TRY IT:
Go line by line through the listing below and copy those that hold "FilePath".

____________________

use std::sync::Arc;
use std::time::Duration;

use fsmodel::{
    FilePath, FileSystemModel, FsErrorKind, MemoryFileSystem, ModelConfig, ModelEvent, PlatformSettings,
    PlatformState,
};

fn path(uri: &str) -> FilePath {
    FilePath::parse(uri).expect("Invalid test URI")
}

fn bare_model(fs: &MemoryFileSystem) -> FileSystemModel {
    FileSystemModel::with_config(
        Arc::new(fs.clone()),
        ModelConfig::bare("file:///"),
        PlatformSettings::ready_with(PlatformState::default()),
    )
    .expect("Failed to create model")
}

#[tokio::test]
async fn test_new_unique_name_skips_taken_counters() {
    let fs = MemoryFileSystem::new();
    fs.add_file("file:///Docs/file.txt", 1).unwrap();
    fs.add_file("file:///Docs/File%20(1).TXT", 1).unwrap();
    fs.add_file("file:///Docs/file%20(3).txt", 1).unwrap();
    let mut model = bare_model(&fs);
    let docs = model.load_uri("file:///Docs").await.unwrap();

    assert_eq!(model.new_unique_name(&docs, "file", ".txt").unwrap(), "file (2).txt");
    assert_eq!(model.new_unique_name(&docs, "other", ".txt").unwrap(), "other.txt");
}

#[tokio::test]
async fn test_autoname_uri_loads_the_parent() {
    let fs = MemoryFileSystem::new();
    fs.add_file("file:///Pictures/photo.jpg", 1).unwrap();
    fs.add_file("file:///Pictures/photo%20(1).jpg", 1).unwrap();
    fs.add_file("file:///Pictures/backup.tar.gz", 1).unwrap();
    let mut model = bare_model(&fs);

    // A counter already in the name is replaced, not appended to.
    let free = model.autoname_uri(&path("file:///Pictures/photo%20(1).jpg")).await.unwrap();
    assert_eq!(free, path("file:///Pictures/photo%20(2).jpg"));

    let free = model.autoname_uri(&path("file:///Pictures/backup.tar.gz")).await.unwrap();
    assert_eq!(free, path("file:///Pictures/backup%20(1).tar.gz"));

    let free = model.autoname_uri(&path("file:///Pictures/new.png")).await.unwrap();
    assert_eq!(free, path("file:///Pictures/new.png"));

    let err = model.autoname_uri(&path("file:///Nowhere/a.txt")).await.unwrap_err();
    assert_eq!(err.kind(), FsErrorKind::NotFound);
}

#[tokio::test]
async fn test_created_folders_show_up_in_the_tree() {
    let fs = MemoryFileSystem::new();
    fs.add_folder("file:///Docs").unwrap();
    let mut model = bare_model(&fs);
    let docs = model.load_uri("file:///Docs").await.unwrap();

    let created = model.create_folder(&docs, "Letters").await.unwrap();
    assert_eq!(created, path("file:///Docs/Letters"));
    let shown = model
        .run_until(Duration::from_secs(1), |m| m.find_path(&created).is_some())
        .await;
    assert!(shown);

    let err = model.create_folder(&docs, "Letters").await.unwrap_err();
    assert_eq!(err.kind(), FsErrorKind::Exists);
}

#[tokio::test]
async fn test_bookmark_changes_are_announced() {
    let fs = MemoryFileSystem::new();
    fs.add_folder("file:///Docs").unwrap();
    let mut model = bare_model(&fs);
    let mut events = model.subscribe();

    model.insert_bookmark(&path("file:///Docs"), Some("Work"), None).await.unwrap();
    let err = model.insert_bookmark(&path("file:///Docs"), None, None).await.unwrap_err();
    assert_eq!(err.kind(), FsErrorKind::Exists);
    let bookmarks = model.list_bookmarks().await.unwrap();
    assert_eq!(bookmarks.len(), 1);
    assert_eq!(bookmarks[0].uri, "file:///Docs");

    model.run_until(Duration::from_millis(50), |_| false).await;
    let mut announced = false;
    while let Ok(event) = events.try_recv() {
        announced |= matches!(event, ModelEvent::BookmarksChanged);
    }
    assert!(announced);

    model.remove_bookmark(&path("file:///Docs")).await.unwrap();
    assert!(model.list_bookmarks().await.unwrap().is_empty());
}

____________________

WRITTEN RESPONSE:
    FilePath, FileSystemModel, FsErrorKind, MemoryFileSystem, ModelConfig, ModelEvent, PlatformSettings,
fn path(uri: &str) -> FilePath {
    FilePath::parse(uri).expect("Invalid test URI")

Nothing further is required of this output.